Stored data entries
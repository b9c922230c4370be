//! Walk into a claimed rest area, sit, wait, stand up and walk out.
//!
//! The sequence is driven by animation completions: the seated countdown
//! only starts once the sit-down clip reports it finished, and the character
//! only walks to the exit anchor once the stand-up clip has finished.
//! Completions that arrive out of phase are ignored.

use tracing::{debug, warn};

use crate::anim::params;
use crate::character::CharacterBody;
use crate::dispatch::{Env, Flow, RoleCommand};
use crate::states::StateBehavior;
use crate::types::{AnimationEvent, StateId, look_rotation};

/// Where a character is in the resting sequence.
#[derive(Debug, Clone, Copy, PartialEq, Eq, Default)]
pub enum RestPhase {
    /// Walking to the enter anchor, turning and sitting down.
    #[default]
    Entering,
    /// Seated, counting down.
    Seated,
    /// Standing up and walking to the exit anchor.
    Exiting,
}

/// The resting sequence. Requires a rest claim on the body.
#[derive(Debug, Clone, Default)]
pub struct Resting {
    phase: RestPhase,
    countdown: f32,
    sit_requested: bool,
    stand_requested: bool,
    reported: bool,
}

impl Resting {
    /// Seconds left seated.
    #[must_use]
    pub fn countdown(&self) -> f32 {
        self.countdown
    }

    fn report_unbound(&mut self, body: &CharacterBody) {
        if !self.reported {
            warn!(character = %body.id, "Resting without a rest area claim, staying put");
            self.reported = true;
        }
    }

    fn enter(&mut self, body: &mut CharacterBody, env: &mut Env<'_>) {
        if self.sit_requested {
            return;
        }
        let Some(binding) = body.rest else {
            self.report_unbound(body);
            return;
        };
        let id = body.id;
        let Some(nav) = body.nav.get(id, "rest") else {
            return;
        };
        if nav.path_pending() || nav.remaining_distance() > nav.stopping_distance() {
            return;
        }
        nav.set_stopped(true);

        // Face the exit anchor before sitting.
        if let Some(facing) = look_rotation(binding.exit - body.transform.position) {
            let off_by = body.transform.rotation.angle_between(facing).to_degrees();
            if off_by > env.resting.face_tolerance_deg {
                let t = (env.dt * env.resting.turn_rate).min(1.0);
                body.transform.rotation = body.transform.rotation.slerp(facing, t);
                return;
            }
        }

        if let Some(animator) = body.animator.get(id, "rest") {
            animator.set_bool(params::SITTING, true);
            self.sit_requested = true;
            debug!(character = %id, area = %binding.area, "Sitting down");
        }
    }

    fn sit(&mut self, body: &mut CharacterBody, env: &mut Env<'_>) {
        self.countdown -= env.dt;
        if self.countdown > 0.0 || self.stand_requested {
            return;
        }
        let id = body.id;
        if let Some(animator) = body.animator.get(id, "rest") {
            animator.set_bool(params::SITTING, false);
            self.stand_requested = true;
            debug!(character = %id, "Standing up");
        }
    }

    fn leave(body: &mut CharacterBody) -> Flow {
        let id = body.id;
        let Some(nav) = body.nav.get(id, "rest") else {
            return Flow::Continue;
        };
        if nav.path_pending() || nav.remaining_distance() > nav.stopping_distance() {
            return Flow::Continue;
        }
        debug!(character = %id, "Left rest area");
        Flow::Role(RoleCommand::StopResting)
    }
}

impl StateBehavior for Resting {
    fn id(&self) -> StateId {
        StateId::Resting
    }

    fn start(&mut self, body: &mut CharacterBody, _env: &mut Env<'_>) -> Flow {
        *self = Self {
            countdown: body.movement.resting_time,
            ..Self::default()
        };
        let Some(binding) = body.rest else {
            self.report_unbound(body);
            return Flow::Continue;
        };
        let id = body.id;
        if let Some(nav) = body.nav.get(id, "rest") {
            nav.set_stopped(false);
            nav.set_destination(binding.enter);
        }
        Flow::Continue
    }

    fn update(&mut self, body: &mut CharacterBody, env: &mut Env<'_>) -> Flow {
        match self.phase {
            RestPhase::Entering => {
                self.enter(body, env);
                Flow::Continue
            }
            RestPhase::Seated => {
                self.sit(body, env);
                Flow::Continue
            }
            RestPhase::Exiting => Self::leave(body),
        }
    }

    fn on_animation(&mut self, event: AnimationEvent, body: &mut CharacterBody, _env: &mut Env<'_>) -> Flow {
        match (event, self.phase) {
            (AnimationEvent::SittingFinished, RestPhase::Entering) if self.sit_requested => {
                self.phase = RestPhase::Seated;
                self.countdown = body.movement.resting_time;
                debug!(character = %body.id, seconds = self.countdown, "Seated");
            }
            (AnimationEvent::StandingUpFinished, RestPhase::Seated) if self.stand_requested => {
                self.phase = RestPhase::Exiting;
                let id = body.id;
                let exit = body.rest.map(|b| b.exit);
                if let (Some(exit), Some(nav)) = (exit, body.nav.get(id, "rest")) {
                    nav.set_stopped(false);
                    nav.set_destination(exit);
                }
            }
            _ => {
                debug!(character = %body.id, ?event, phase = ?self.phase, "Animation event out of phase, ignored");
            }
        }
        Flow::Continue
    }

    fn rest_phase(&self) -> Option<RestPhase> {
        Some(self.phase)
    }
}
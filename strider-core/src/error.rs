//! Error types for the Strider behavior core.

use thiserror::Error;

use crate::types::{Role, StateId};

/// Top-level error type for all Strider operations.
///
/// Runtime configuration faults (a missing adapter, an empty waypoint list)
/// are not errors: they are logged and the affected update is skipped. This
/// type covers what must be rejected up front.
#[derive(Error, Debug)]
pub enum StriderError {
    /// The role registry has no policy for a role the character was given.
    #[error("Role registry has no policy for {0:?}")]
    MissingRole(Role),

    /// The state registry has no behavior for a state id.
    #[error("State registry has no behavior for {0:?}")]
    MissingState(StateId),

    /// A registered behavior reports a different id than the key it was
    /// registered under.
    #[error("State behavior registered as {registered:?} reports itself as {reported:?}")]
    MismatchedState {
        /// Key used when registering.
        registered: StateId,
        /// Id reported by the behavior.
        reported: StateId,
    },

    /// A rest area id does not exist in the registry.
    #[error("Rest area not found: {0}")]
    UnknownRestArea(crate::RestAreaId),

    /// Configuration error.
    #[error("Configuration error: {0}")]
    Config(String),

    /// Generic I/O error.
    #[error("I/O error: {0}")]
    Io(#[from] std::io::Error),
}

/// Convenience Result type alias.
pub type Result<T> = std::result::Result<T, StriderError>;
//! Straight-line navigation over a flat rectangular walkable area.
//!
//! Good enough to drive the behavior core without a real navmesh: agents
//! accelerate toward their destination in a straight line and the walkable
//! surface is an axis-aligned rectangle on the XZ plane.

use std::sync::Arc;

use glam::Vec3;
use parking_lot::Mutex;
use strider_core::config::WorldConfig;
use strider_core::nav::NavAgent;

/// The walkable rectangle.
#[derive(Debug, Clone, Copy, PartialEq)]
pub struct NavBounds {
    /// Minimum corner. Its `y` is the floor height.
    pub min: Vec3,
    /// Maximum corner.
    pub max: Vec3,
}

impl NavBounds {
    /// Bounds from the world settings.
    #[must_use]
    pub fn from_config(world: &WorldConfig) -> Self {
        Self {
            min: world.bounds_min,
            max: world.bounds_max,
        }
    }

    /// Closest walkable point to `point`.
    #[must_use]
    pub fn project(&self, point: Vec3) -> Vec3 {
        Vec3::new(
            point.x.clamp(self.min.x, self.max.x),
            self.min.y,
            point.z.clamp(self.min.z, self.max.z),
        )
    }

    /// Whether `point` lies on the walkable surface, ignoring height.
    #[must_use]
    pub fn contains(&self, point: Vec3) -> bool {
        (self.min.x..=self.max.x).contains(&point.x) && (self.min.z..=self.max.z).contains(&point.z)
    }
}

#[derive(Debug)]
struct AgentState {
    bounds: NavBounds,
    position: Vec3,
    destination: Option<Vec3>,
    pending: bool,
    stopped: bool,
    velocity: Vec3,
    speed: f32,
    acceleration: f32,
    stopping_distance: f32,
}

impl AgentState {
    fn remaining(&self) -> f32 {
        self.destination.map_or(0.0, |d| self.position.distance(d))
    }
}

/// Host-side handle to an agent: steps it and reads where it went.
#[derive(Debug, Clone)]
pub struct AgentHandle(Arc<Mutex<AgentState>>);

impl AgentHandle {
    /// A resting agent at `position` with default locomotion settings.
    #[must_use]
    pub fn new(bounds: NavBounds, position: Vec3, stopping_distance: f32) -> Self {
        Self(Arc::new(Mutex::new(AgentState {
            bounds,
            position: bounds.project(position),
            destination: None,
            pending: false,
            stopped: false,
            velocity: Vec3::ZERO,
            speed: 3.5,
            acceleration: 8.0,
            stopping_distance,
        })))
    }

    /// The adapter to hand to a character.
    #[must_use]
    pub fn agent(&self) -> Box<dyn NavAgent> {
        Box::new(KinematicAgent(Arc::clone(&self.0)))
    }

    /// Current position.
    #[must_use]
    pub fn position(&self) -> Vec3 {
        self.0.lock().position
    }

    /// Current velocity.
    #[must_use]
    pub fn velocity(&self) -> Vec3 {
        self.0.lock().velocity
    }

    /// Teleport, dropping the current path.
    pub fn teleport(&self, position: Vec3) {
        let mut s = self.0.lock();
        s.position = s.bounds.project(position);
        s.destination = None;
        s.velocity = Vec3::ZERO;
    }

    /// Advance `dt` seconds and return the new position.
    pub fn step(&self, dt: f32) -> Vec3 {
        let mut s = self.0.lock();
        s.pending = false;
        let Some(destination) = s.destination else {
            s.velocity = Vec3::ZERO;
            return s.position;
        };
        if s.stopped {
            s.velocity = Vec3::ZERO;
            return s.position;
        }

        let to_go = destination - s.position;
        let distance = to_go.length();
        let current = (s.velocity.length() + s.acceleration * dt).min(s.speed);
        let travel = current * dt;
        if travel >= distance {
            s.position = destination;
            s.destination = None;
            s.velocity = Vec3::ZERO;
        } else {
            let direction = to_go / distance;
            s.position += direction * travel;
            s.velocity = direction * current;
        }
        s.position
    }
}

/// [`NavAgent`] backed by an [`AgentHandle`].
struct KinematicAgent(Arc<Mutex<AgentState>>);

impl NavAgent for KinematicAgent {
    fn set_destination(&mut self, point: Vec3) {
        let mut s = self.0.lock();
        let target = s.bounds.project(point);
        s.destination = Some(target);
        s.pending = true;
    }

    fn remaining_distance(&self) -> f32 {
        self.0.lock().remaining()
    }

    fn stopping_distance(&self) -> f32 {
        self.0.lock().stopping_distance
    }

    fn path_pending(&self) -> bool {
        self.0.lock().pending
    }

    fn has_path(&self) -> bool {
        self.0.lock().destination.is_some()
    }

    fn set_stopped(&mut self, stopped: bool) {
        let mut s = self.0.lock();
        s.stopped = stopped;
        if stopped {
            s.velocity = Vec3::ZERO;
        }
    }

    fn is_stopped(&self) -> bool {
        self.0.lock().stopped
    }

    fn velocity(&self) -> Vec3 {
        self.0.lock().velocity
    }

    fn speed(&self) -> f32 {
        self.0.lock().speed
    }

    fn set_speed(&mut self, speed: f32) {
        self.0.lock().speed = speed.max(0.0);
    }

    fn set_acceleration(&mut self, acceleration: f32) {
        self.0.lock().acceleration = acceleration.max(0.0);
    }

    fn warp(&mut self, position: Vec3) {
        let mut s = self.0.lock();
        s.position = s.bounds.project(position);
        s.destination = None;
        s.velocity = Vec3::ZERO;
    }

    fn sample_position(&self, point: Vec3, max_distance: f32) -> Option<Vec3> {
        let s = self.0.lock();
        let projected = s.bounds.project(point);
        (projected.distance(point) <= max_distance).then_some(projected)
    }
}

* **AIM OF THE TASK**
Filter the records above for lines with "adapter".

* **TASK RESULT**
/// Runtime configuration faults (a missing adapter, an empty waypoint list)
    /// The adapter to hand to a character.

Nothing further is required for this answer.